From the entries below, copy every line where the string "bool" appears.

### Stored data
====
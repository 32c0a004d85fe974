//! Automatic storage of prompted connection properties in team config
//!
//! After the resolver prompts for values, the values are written back to
//! the profile the command would have read them from, so the next command
//! does not ask again.

use super::imperative::ImperativeConfig;
use super::profile::profile_path_from_name;
use super::store::Config;
use crate::error::ImperativeResult;
use crate::prompt::HandlerContext;
use crate::session::auth_order::{PropUse, get_prop_nm_for};
use crate::session::auth_type::{AuthType, TOKEN_TYPE_APIML};
use crate::session::{CommandArguments, Session, SessionConfig};
use async_trait::async_trait;
use serde_json::Value;
use std::sync::Arc;
use tracing::{debug, info};

/// Service able to exchange credentials for a token
#[cfg_attr(test, mockall::automock)]
#[async_trait]
pub trait AuthHandler: Send + Sync {
    /// Token type this service issues
    fn default_token_type(&self) -> String;

    /// Log in and return the token value
    async fn session_login(&self, session: &Session) -> ImperativeResult<String>;
}

/// Persists properties from a session config into team config
#[cfg_attr(test, mockall::automock)]
#[async_trait]
pub trait AutoStore: Send + Sync {
    /// Store the named session properties in the active profile.
    ///
    /// May replace user and password in `sess` with a freshly fetched token.
    async fn store_sess_cfg_props(
        &self,
        params: &HandlerContext,
        sess: &mut SessionConfig,
        prop_names: &[String],
    ) -> ImperativeResult<()>;
}

/// Auto-store backed by the process team config
#[derive(Debug, Clone)]
pub struct ConfigAutoStore {
    imperative: Arc<ImperativeConfig>,
}

impl ConfigAutoStore {
    pub fn new(imperative: Arc<ImperativeConfig>) -> Self {
        Self { imperative }
    }

    /// First profile type of the command whose schema defines every
    /// property, with the name of the active profile of that type
    pub async fn find_active_profile(
        &self,
        params: &HandlerContext,
        profile_props: &[String],
    ) -> Option<(String, String)> {
        match self.imperative.config() {
            Some(lock) => {
                let config = lock.read().await;
                self.active_profile_in(Some(&config), params, profile_props)
            }
            None => self.active_profile_in(None, params, profile_props),
        }
    }

    fn active_profile_in(
        &self,
        config: Option<&Config>,
        params: &HandlerContext,
        profile_props: &[String],
    ) -> Option<(String, String)> {
        let loaded = self.imperative.loaded_config();
        params
            .profile_types()
            .find(|profile_type| {
                loaded.profiles.iter().any(|schema| {
                    &schema.profile_type == *profile_type
                        && schema.defines_all(profile_props.iter().map(String::as_str))
                })
            })
            .map(|profile_type| {
                let name = match config {
                    Some(config) => config.active_profile_name(profile_type, Some(&params.arguments), None),
                    None => profile_type.clone(),
                };
                (profile_type.clone(), name)
            })
    }

    /// Token auth handler for a profile.
    ///
    /// Base profiles need a `tokenType`. Service profiles need a `basePath`
    /// and fall back to the base profile when they have no `tokenType`.
    pub fn find_auth_handler_for_profile(
        &self,
        config: &Config,
        profile_name: &str,
        args: &CommandArguments,
    ) -> Option<Arc<dyn AuthHandler>> {
        if !config.profile_exists(profile_name) {
            return None;
        }
        let profile_type = config.profile_type(profile_name)?;
        let profile = config.get_profile(profile_name);
        let token_type = profile.get("tokenType").and_then(Value::as_str);

        if profile_type != "base" {
            if profile.get("basePath").is_none_or(Value::is_null) {
                return None;
            }
            if token_type.is_none() {
                let base_name = config.active_profile_name("base", Some(args), None);
                if base_name == profile_name {
                    return None;
                }
                return self.find_auth_handler_for_profile(config, &base_name, args);
            }
        }
        let token_type = token_type?;

        [profile_type.as_str(), "base"]
            .into_iter()
            .filter_map(|t| self.imperative.auth_handler_for(t))
            .find(|handler| {
                token_type == handler.default_token_type() || token_type.starts_with(TOKEN_TYPE_APIML)
            })
            .cloned()
    }

    /// Log in with the session's credentials and keep the token instead
    async fn fetch_token_for_sess_cfg(
        &self,
        config: &Config,
        params: &HandlerContext,
        sess: &mut SessionConfig,
        profile_name: &str,
    ) -> ImperativeResult<bool> {
        let Some(handler) = self.find_auth_handler_for_profile(config, profile_name, &params.arguments)
        else {
            return Ok(false);
        };

        sess.auth_type = Some(AuthType::Token);
        sess.token_type = Some(
            params
                .arguments
                .get_str("tokenType")
                .unwrap_or_else(|| handler.default_token_type()),
        );

        let mut login_cfg = SessionConfig {
            auth_type: Some(AuthType::Token),
            ..Default::default()
        };
        if let Some(base) = &self.imperative.loaded_config().base_profile {
            for prop_name in base.properties.keys() {
                let sess_name = get_prop_nm_for(prop_name, PropUse::SessCfg);
                if let Some(value) = sess.get_prop(&sess_name) {
                    login_cfg.set_prop(&sess_name, value)?;
                }
            }
        }

        info!(
            "Fetching {} for {}",
            sess.token_type.as_deref().unwrap_or_default(),
            profile_path_from_name(profile_name)
        );
        let token = handler.session_login(&Session::new(login_cfg)?).await?;
        sess.token_value = Some(token);
        sess.user = None;
        sess.password = None;
        Ok(true)
    }

    async fn store_in_active_layer(
        &self,
        config: &mut Config,
        params: &HandlerContext,
        sess: &mut SessionConfig,
        profile_type: &str,
        profile_name: &str,
        mut profile_props: Vec<String>,
    ) -> ImperativeResult<()> {
        let has = |name: &str| profile_props.iter().any(|p| p == name);
        if has("user")
            && has("password")
            && self
                .fetch_token_for_sess_cfg(config, params, sess, profile_name)
                .await?
        {
            profile_props.retain(|p| p != "user" && p != "password");
            profile_props.push("tokenValue".to_string());
        }

        if let Some((user, global)) = config.find_layer(profile_name) {
            config.activate(user, global);
        }

        let loaded = self.imperative.loaded_config();
        let profile_path = profile_path_from_name(profile_name);
        let profile_obj = config.get_profile(profile_name);
        let profile_schema = loaded.schema_for(profile_type);
        let profile_secure = config.secure_props_for_profile(profile_name);

        let base_name = config.active_profile_name("base", Some(&params.arguments), None);
        let base_obj = config.get_profile(&base_name);
        let base_secure = config.secure_props_for_profile(&base_name);
        let profile_exists = config.profile_exists(profile_name);
        let base_exists = config.profile_exists(&base_name);

        let mut stored = Vec::new();
        for prop in &profile_props {
            let mut prop_profile_path = profile_path.clone();
            let mut is_secure = profile_schema
                .and_then(|s| s.property(prop))
                .is_some_and(|p| p.secure)
                || profile_secure.contains(prop);

            let in_profile = profile_obj.contains_key(prop) || profile_secure.contains(prop);
            let in_base = base_obj.contains_key(prop) || base_secure.contains(prop);
            let token_type_in_base_only =
                !profile_obj.contains_key("tokenType") && base_obj.contains_key("tokenType");

            if (!profile_exists && base_exists)
                || (!in_profile && in_base)
                || (prop == "tokenValue" && token_type_in_base_only)
                || profile_type == "base"
            {
                prop_profile_path = profile_path_from_name(&base_name);
                is_secure = loaded.is_secure(Some("base"), prop) || base_secure.contains(prop);
            }

            if is_secure {
                let full = format!("{}.properties.{}", prop_profile_path, prop);
                if let Some(info) = config.secure_info_for_prop(&full, true) {
                    let secure_profile_path = info
                        .path
                        .strip_suffix(&format!(".properties.{}", prop))
                        .unwrap_or(&info.path)
                        .to_string();
                    if secure_profile_path.split('.').count() < prop_profile_path.split('.').count() {
                        prop_profile_path = secure_profile_path;
                    }
                }
            }

            let sess_name = get_prop_nm_for(prop, PropUse::SessCfg);
            let Some(value) = sess.get_prop(&sess_name) else {
                debug!("Session has no value for {}; not storing it", sess_name);
                continue;
            };
            config.set(
                &format!("{}.properties.{}", prop_profile_path, prop),
                value,
                is_secure,
            )?;
            stored.push(prop.clone());
        }

        if stored.is_empty() {
            return Ok(());
        }

        let vault = self.imperative.vault().map(|v| &**v);
        config.save(vault).await?;

        let message = format!(
            "Stored properties in {}: {}",
            config.active_layer().display_path(),
            stored.join(", ")
        );
        match &params.console {
            Some(console) => console.show_message(&message),
            None => info!("{}", message),
        }
        Ok(())
    }
}

#[async_trait]
impl AutoStore for ConfigAutoStore {
    async fn store_sess_cfg_props(
        &self,
        params: &HandlerContext,
        sess: &mut SessionConfig,
        prop_names: &[String],
    ) -> ImperativeResult<()> {
        if prop_names.is_empty() {
            return Ok(());
        }
        let Some(lock) = self.imperative.config() else {
            return Ok(());
        };
        let mut config = lock.write().await;
        if !config.exists() || !config.auto_store() {
            debug!("Auto-store skipped: no team config or autoStore is off");
            return Ok(());
        }

        let profile_props: Vec<String> = prop_names
            .iter()
            .map(|name| get_prop_nm_for(name, PropUse::Profile))
            .collect();
        let Some((profile_type, profile_name)) =
            self.active_profile_in(Some(&config), params, &profile_props)
        else {
            debug!("No profile of this command defines {:?}", profile_props);
            return Ok(());
        };

        let before = {
            let layer = config.active_layer();
            (layer.user, layer.global)
        };
        let result = self
            .store_in_active_layer(
                &mut config,
                params,
                sess,
                &profile_type,
                &profile_name,
                profile_props,
            )
            .await;
        config.activate(before.0, before.1);
        result
    }
}

#[cfg(test)]
mod tests;
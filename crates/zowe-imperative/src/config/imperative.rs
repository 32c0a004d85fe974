//! Process-level configuration state
//!
//! Holds what the resolver and auto-store need from the application: the
//! settings, the known profile schemas, the loaded team config, the secure
//! vault and the token-capable auth handlers.

use super::auto_store::AuthHandler;
use super::schema::LoadedConfig;
use super::store::Config;
use super::vault::CredentialVault;
use crate::error::ImperativeResult;
use crate::settings::ImperativeSettings;
use std::fmt;
use std::path::Path;
use std::sync::Arc;
use tokio::sync::RwLock;
use tracing::debug;

/// Application configuration shared by every resolution in the process
pub struct ImperativeConfig {
    settings: ImperativeSettings,
    loaded: LoadedConfig,
    config: Option<RwLock<Config>>,
    vault: Option<Arc<dyn CredentialVault>>,
    auth_handlers: Vec<(String, Arc<dyn AuthHandler>)>,
}

impl ImperativeConfig {
    /// Create with settings and no team config
    pub fn new(settings: ImperativeSettings) -> Self {
        Self {
            settings,
            loaded: LoadedConfig::zowe_defaults(),
            config: None,
            vault: None,
            auth_handlers: Vec::new(),
        }
    }

    /// Load the team config from disk, with secure values from the vault
    pub async fn load(
        settings: ImperativeSettings,
        cwd: &Path,
        vault: Option<Arc<dyn CredentialVault>>,
    ) -> ImperativeResult<Self> {
        let mut config = Config::load(&settings, cwd)?;
        if let Some(vault) = &vault {
            if config.exists() {
                config.load_secure(&**vault).await?;
            }
        }
        debug!("Team config exists: {}", config.exists());

        let mut imperative = Self::new(settings).with_config(config);
        imperative.vault = vault;
        Ok(imperative)
    }

    pub fn with_config(mut self, config: Config) -> Self {
        self.config = Some(RwLock::new(config));
        self
    }

    pub fn with_vault(mut self, vault: Arc<dyn CredentialVault>) -> Self {
        self.vault = Some(vault);
        self
    }

    pub fn with_loaded_config(mut self, loaded: LoadedConfig) -> Self {
        self.loaded = loaded;
        self
    }

    /// Register an auth handler for a profile type
    pub fn with_auth_handler(
        mut self,
        profile_type: impl Into<String>,
        handler: Arc<dyn AuthHandler>,
    ) -> Self {
        self.auth_handlers.push((profile_type.into(), handler));
        self
    }

    pub fn settings(&self) -> &ImperativeSettings {
        &self.settings
    }

    pub fn loaded_config(&self) -> &LoadedConfig {
        &self.loaded
    }

    /// The team config, when one was loaded
    pub fn config(&self) -> Option<&RwLock<Config>> {
        self.config.as_ref()
    }

    pub fn vault(&self) -> Option<&Arc<dyn CredentialVault>> {
        self.vault.as_ref()
    }

    /// Auth handler registered for a profile type
    pub fn auth_handler_for(&self, profile_type: &str) -> Option<&Arc<dyn AuthHandler>> {
        self.auth_handlers
            .iter()
            .find(|(t, _)| t == profile_type)
            .map(|(_, handler)| handler)
    }

    /// Whether a team config exists in any layer
    pub async fn config_exists(&self) -> bool {
        match &self.config {
            Some(config) => config.read().await.exists(),
            None => false,
        }
    }

    /// No team config exists but a legacy profiles directory does
    pub async fn only_v1_profiles_exist(&self) -> bool {
        !self.config_exists().await && self.settings.legacy_profiles_dir().is_dir()
    }
}

impl fmt::Debug for ImperativeConfig {
    fn fmt(&self, f: &mut fmt::Formatter<'_>) -> fmt::Result {
        f.debug_struct("ImperativeConfig")
            .field("settings", &self.settings)
            .field("has_config", &self.config.is_some())
            .field("has_vault", &self.vault.is_some())
            .field(
                "auth_handlers",
                &self.auth_handlers.iter().map(|(t, _)| t).collect::<Vec<_>>(),
            )
            .finish()
    }
}

#[cfg(test)]
mod tests {
    use super::*;
    use crate::config::vault::MemoryVault;
    use std::fs;
    use tempfile::TempDir;

    #[tokio::test]
    async fn test_only_v1_profiles_exist() {
        let home = TempDir::new().unwrap();
        let project = TempDir::new().unwrap();
        let settings = ImperativeSettings::default().with_cli_home(home.path());

        let imperative = ImperativeConfig::load(settings.clone(), project.path(), None)
            .await
            .unwrap();
        assert!(!imperative.config_exists().await);
        assert!(!imperative.only_v1_profiles_exist().await);

        fs::create_dir_all(home.path().join("profiles")).unwrap();
        assert!(imperative.only_v1_profiles_exist().await);

        fs::write(project.path().join("zowe.config.json"), "{}").unwrap();
        let imperative = ImperativeConfig::load(settings, project.path(), None)
            .await
            .unwrap();
        assert!(imperative.config_exists().await);
        assert!(!imperative.only_v1_profiles_exist().await);
    }

    #[tokio::test]
    async fn test_load_merges_secure_values() {
        let home = TempDir::new().unwrap();
        let project = TempDir::new().unwrap();
        let layer_path = project.path().join("zowe.config.json");
        fs::write(
            &layer_path,
            r#"{"profiles": {"base": {"type": "base", "secure": ["password"]}}}"#,
        )
        .unwrap();
        let secure = serde_json::json!({
            (layer_path.display().to_string()): {"profiles.base.properties.password": "pw1"}
        });
        let vault: Arc<dyn CredentialVault> = Arc::new(
            MemoryVault::new().with_entry(super::super::store::SECURE_CONFIG_KEY, secure.to_string()),
        );

        let settings = ImperativeSettings::default().with_cli_home(home.path());
        let imperative = ImperativeConfig::load(settings, project.path(), Some(vault))
            .await
            .unwrap();
        let config = imperative.config().unwrap().read().await;
        assert_eq!(config.get_profile("base")["password"], "pw1");
    }

    #[test]
    fn test_without_config() {
        let imperative = ImperativeConfig::new(ImperativeSettings::default());
        assert!(imperative.config().is_none());
        assert!(imperative.vault().is_none());
        assert!(imperative.auth_handler_for("zosmf").is_none());
        assert!(imperative.loaded_config().schema_for("zosmf").is_some());
    }
}
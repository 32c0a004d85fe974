//! Command routing logic for CLI

use crate::args::{Cli, Commands, ConfigAction, SessionAction};
use crate::commands;
use crate::console::CliConsole;
use zowe_imperative::error::{ImperativeResult, UnifiedError};

/// Route CLI commands to their respective handlers
pub async fn route(cli: Cli) -> ImperativeResult<()> {
    let result = match cli.command {
        Commands::Session { action } => match action {
            SessionAction::Resolve(conn) => commands::session::resolve(&conn).await,
        },
        Commands::Config { action } => route_config(action).await,
    };

    if let Err(e) = &result {
        let console = CliConsole::new(false);
        console.error(&e.to_string());
        if let Some(details) = e.additional_details() {
            console.error(details);
        }
        tracing::debug!("Command failed with {}", e.error_code());
    }
    result
}

async fn route_config(action: ConfigAction) -> ImperativeResult<()> {
    match action {
        ConfigAction::List => commands::config::list().await,
        ConfigAction::Set {
            path,
            value,
            secure,
            user_config,
            global_config,
        } => commands::config::set(&path, &value, secure, user_config, global_config).await,
    }
}
use super::*;
use crate::config::store::SECURE_CONFIG_KEY;
use crate::config::vault::{CredentialVault, MemoryVault, load_json};
use crate::prompt::MockPrompter;
use crate::settings::ImperativeSettings;
use serde_json::json;
use std::fs;
use std::path::PathBuf;
use tempfile::TempDir;

struct Fixture {
    _home: TempDir,
    project: TempDir,
    vault: Arc<MemoryVault>,
    imperative: Arc<ImperativeConfig>,
}

impl Fixture {
    async fn new(doc: Value) -> Self {
        Self::with_handler(doc, None).await
    }

    async fn with_handler(doc: Value, handler: Option<(&str, Arc<dyn AuthHandler>)>) -> Self {
        let home = TempDir::new().unwrap();
        let project = TempDir::new().unwrap();
        fs::write(
            project.path().join("zowe.config.json"),
            serde_json::to_string_pretty(&doc).unwrap(),
        )
        .unwrap();

        let vault = Arc::new(MemoryVault::new());
        let settings = ImperativeSettings::default().with_cli_home(home.path());
        let mut imperative = ImperativeConfig::load(
            settings,
            project.path(),
            Some(vault.clone() as Arc<dyn CredentialVault>),
        )
        .await
        .unwrap();
        if let Some((profile_type, handler)) = handler {
            imperative = imperative.with_auth_handler(profile_type, handler);
        }

        Self {
            _home: home,
            project,
            vault,
            imperative: Arc::new(imperative),
        }
    }

    fn store(&self) -> ConfigAutoStore {
        ConfigAutoStore::new(self.imperative.clone())
    }

    fn layer_path(&self) -> PathBuf {
        self.project.path().join("zowe.config.json")
    }

    fn written(&self) -> Value {
        serde_json::from_str(&fs::read_to_string(self.layer_path()).unwrap()).unwrap()
    }

    async fn secure_values(&self) -> Value {
        let all = load_json(&*self.vault, SECURE_CONFIG_KEY)
            .await
            .unwrap()
            .unwrap_or(Value::Null);
        all[self.layer_path().display().to_string()].clone()
    }
}

fn zosmf_params() -> HandlerContext {
    HandlerContext::default().with_required_profile("zosmf")
}

fn names(list: &[&str]) -> Vec<String> {
    list.iter().map(|s| s.to_string()).collect()
}

#[tokio::test]
async fn test_no_props_is_noop() {
    let fx = Fixture::new(json!({"profiles": {"zosmf": {"type": "zosmf"}}})).await;
    let before = fs::read_to_string(fx.layer_path()).unwrap();
    let mut sess = SessionConfig::new().with_hostname("bar");
    fx.store()
        .store_sess_cfg_props(&zosmf_params(), &mut sess, &[])
        .await
        .unwrap();
    assert_eq!(fs::read_to_string(fx.layer_path()).unwrap(), before);
}

#[tokio::test]
async fn test_without_config_is_noop() {
    let store = ConfigAutoStore::new(Arc::new(ImperativeConfig::new(ImperativeSettings::default())));
    let mut sess = SessionConfig::new().with_hostname("bar");
    store
        .store_sess_cfg_props(&zosmf_params(), &mut sess, &names(&["hostname"]))
        .await
        .unwrap();
}

#[tokio::test]
async fn test_auto_store_disabled() {
    let fx = Fixture::new(json!({
        "profiles": {"zosmf": {"type": "zosmf", "properties": {"port": 443}}},
        "defaults": {"zosmf": "zosmf"},
        "autoStore": false
    }))
    .await;
    let before = fs::read_to_string(fx.layer_path()).unwrap();
    let mut sess = SessionConfig::new().with_hostname("bar");
    fx.store()
        .store_sess_cfg_props(&zosmf_params(), &mut sess, &names(&["hostname"]))
        .await
        .unwrap();
    assert_eq!(fs::read_to_string(fx.layer_path()).unwrap(), before);
}

#[tokio::test]
async fn test_hostname_stored_as_host_in_service_profile() {
    let fx = Fixture::new(json!({
        "profiles": {"zosmf": {"type": "zosmf", "properties": {"port": 443}}},
        "defaults": {"zosmf": "zosmf"}
    }))
    .await;
    let mut sess = SessionConfig::new().with_hostname("bar");
    fx.store()
        .store_sess_cfg_props(&zosmf_params(), &mut sess, &names(&["hostname"]))
        .await
        .unwrap();

    let written = fx.written();
    assert_eq!(written["profiles"]["zosmf"]["properties"]["host"], json!("bar"));
    assert_eq!(written["profiles"]["zosmf"]["properties"]["port"], json!(443));
}

#[tokio::test]
async fn test_property_goes_to_base_when_only_base_has_it() {
    let fx = Fixture::new(json!({
        "profiles": {
            "zosmf": {"type": "zosmf", "properties": {"port": 443}},
            "base": {"type": "base", "properties": {"host": "old"}}
        },
        "defaults": {"zosmf": "zosmf", "base": "base"}
    }))
    .await;
    let mut sess = SessionConfig::new().with_hostname("bar");
    fx.store()
        .store_sess_cfg_props(&zosmf_params(), &mut sess, &names(&["hostname"]))
        .await
        .unwrap();

    let written = fx.written();
    assert_eq!(written["profiles"]["base"]["properties"]["host"], json!("bar"));
    assert!(written["profiles"]["zosmf"]["properties"].get("host").is_none());
}

#[tokio::test]
async fn test_secure_props_go_to_vault() {
    let fx = Fixture::new(json!({
        "profiles": {
            "zosmf": {"type": "zosmf", "properties": {"port": 443}},
            "base": {"type": "base", "secure": ["user", "password"]}
        },
        "defaults": {"zosmf": "zosmf", "base": "base"}
    }))
    .await;
    let mut sess = SessionConfig::new().with_basic_creds("alice", "pw1");
    fx.store()
        .store_sess_cfg_props(&zosmf_params(), &mut sess, &names(&["user", "password"]))
        .await
        .unwrap();

    let text = fs::read_to_string(fx.layer_path()).unwrap();
    assert!(!text.contains("alice"));
    assert!(!text.contains("pw1"));

    let secure = fx.secure_values().await;
    assert_eq!(secure["profiles.base.properties.user"], json!("alice"));
    assert_eq!(secure["profiles.base.properties.password"], json!("pw1"));
    assert_eq!(sess.user.as_deref(), Some("alice"));
}

#[tokio::test]
async fn test_secure_prop_stored_where_secure_array_lists_it() {
    let fx = Fixture::new(json!({
        "profiles": {
            "lpar1": {
                "secure": ["password"],
                "profiles": {"zosmf": {"type": "zosmf", "properties": {"port": 443}}}
            }
        },
        "defaults": {"zosmf": "lpar1.zosmf"}
    }))
    .await;
    let mut sess = SessionConfig::new().with_basic_creds("alice", "pw1");
    fx.store()
        .store_sess_cfg_props(&zosmf_params(), &mut sess, &names(&["password"]))
        .await
        .unwrap();

    let secure = fx.secure_values().await;
    assert_eq!(secure["profiles.lpar1.properties.password"], json!("pw1"));
    assert!(secure.get("profiles.lpar1.profiles.zosmf.properties.password").is_none());
}

#[tokio::test]
async fn test_token_fetched_instead_of_user_and_password() {
    let mut handler = MockAuthHandler::new();
    handler
        .expect_default_token_type()
        .returning(|| "apimlAuthenticationToken".to_string());
    handler.expect_session_login().times(1).returning(|session| {
        assert_eq!(session.config().user.as_deref(), Some("alice"));
        assert_eq!(session.auth_type(), AuthType::Token);
        Ok("tok123".to_string())
    });
    let handler: Arc<dyn AuthHandler> = Arc::new(handler);

    let fx = Fixture::with_handler(
        json!({
            "profiles": {
                "zosmf": {
                    "type": "zosmf",
                    "properties": {"port": 443, "basePath": "/api/v1", "tokenType": "apimlAuthenticationToken"},
                    "secure": ["tokenValue"]
                }
            },
            "defaults": {"zosmf": "zosmf"}
        }),
        Some(("zosmf", handler)),
    )
    .await;

    let mut sess = SessionConfig::new()
        .with_hostname("h")
        .with_basic_creds("alice", "pw1");
    fx.store()
        .store_sess_cfg_props(&zosmf_params(), &mut sess, &names(&["user", "password"]))
        .await
        .unwrap();

    assert_eq!(sess.token_value.as_deref(), Some("tok123"));
    assert_eq!(sess.token_type.as_deref(), Some("apimlAuthenticationToken"));
    assert_eq!(sess.auth_type, Some(AuthType::Token));
    assert!(sess.user.is_none());
    assert!(sess.password.is_none());

    let secure = fx.secure_values().await;
    assert_eq!(secure["profiles.zosmf.properties.tokenValue"], json!("tok123"));
    assert!(secure.get("profiles.zosmf.properties.user").is_none());
}

#[tokio::test]
async fn test_no_token_fetch_without_base_path() {
    let mut handler = MockAuthHandler::new();
    handler.expect_session_login().never();
    let handler: Arc<dyn AuthHandler> = Arc::new(handler);

    let fx = Fixture::with_handler(
        json!({
            "profiles": {"zosmf": {"type": "zosmf", "properties": {"tokenType": "jwtToken"}, "secure": ["user", "password"]}},
            "defaults": {"zosmf": "zosmf"}
        }),
        Some(("zosmf", handler)),
    )
    .await;
    let mut sess = SessionConfig::new().with_basic_creds("alice", "pw1");
    fx.store()
        .store_sess_cfg_props(&zosmf_params(), &mut sess, &names(&["user", "password"]))
        .await
        .unwrap();
    assert_eq!(fx.secure_values().await["profiles.zosmf.properties.user"], json!("alice"));
}

#[tokio::test]
async fn test_message_shown_on_console() {
    let fx = Fixture::new(json!({
        "profiles": {"zosmf": {"type": "zosmf", "properties": {"port": 443}}},
        "defaults": {"zosmf": "zosmf"}
    }))
    .await;
    let mut console = MockPrompter::new();
    console
        .expect_show_message()
        .withf(|message| message.starts_with("Stored properties in ") && message.ends_with(": host"))
        .times(1)
        .return_const(());

    let params = zosmf_params().with_console(Arc::new(console));
    let mut sess = SessionConfig::new().with_hostname("bar");
    fx.store()
        .store_sess_cfg_props(&params, &mut sess, &names(&["hostname"]))
        .await
        .unwrap();
}

#[tokio::test]
async fn test_layer_holding_profile_is_written_and_active_layer_restored() {
    let home = TempDir::new().unwrap();
    let project = TempDir::new().unwrap();
    fs::write(project.path().join("zowe.config.json"), "{}").unwrap();
    fs::write(
        home.path().join("zowe.config.json"),
        json!({
            "profiles": {"zosmf": {"type": "zosmf", "properties": {"port": 443}}},
            "defaults": {"zosmf": "zosmf"}
        })
        .to_string(),
    )
    .unwrap();

    let settings = ImperativeSettings::default().with_cli_home(home.path());
    let imperative = Arc::new(ImperativeConfig::load(settings, project.path(), None).await.unwrap());
    let store = ConfigAutoStore::new(imperative.clone());
    let mut sess = SessionConfig::new().with_hostname("bar");
    store
        .store_sess_cfg_props(&zosmf_params(), &mut sess, &names(&["hostname"]))
        .await
        .unwrap();

    let global: Value =
        serde_json::from_str(&fs::read_to_string(home.path().join("zowe.config.json")).unwrap()).unwrap();
    assert_eq!(global["profiles"]["zosmf"]["properties"]["host"], json!("bar"));

    let config = imperative.config().unwrap().read().await;
    assert!(!config.active_layer().global);
    assert!(!config.active_layer().user);
}

#[tokio::test]
async fn test_find_active_profile() {
    let fx = Fixture::new(json!({"defaults": {"ssh": "my_ssh"}})).await;
    let params = HandlerContext::default()
        .with_required_profile("zosmf")
        .with_optional_profile("ssh");
    let store = fx.store();

    assert_eq!(
        store.find_active_profile(&params, &names(&["host", "port"])).await,
        Some(("zosmf".to_string(), "zosmf".to_string()))
    );
    assert_eq!(
        store.find_active_profile(&params, &names(&["privateKey"])).await,
        Some(("ssh".to_string(), "my_ssh".to_string()))
    );
    assert_eq!(store.find_active_profile(&params, &names(&["nope"])).await, None);
}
====
### Answer for this exercise
    ) -> ImperativeResult<bool> {
    pub async fn config_exists(&self) -> bool {
    pub async fn only_v1_profiles_exist(&self) -> bool {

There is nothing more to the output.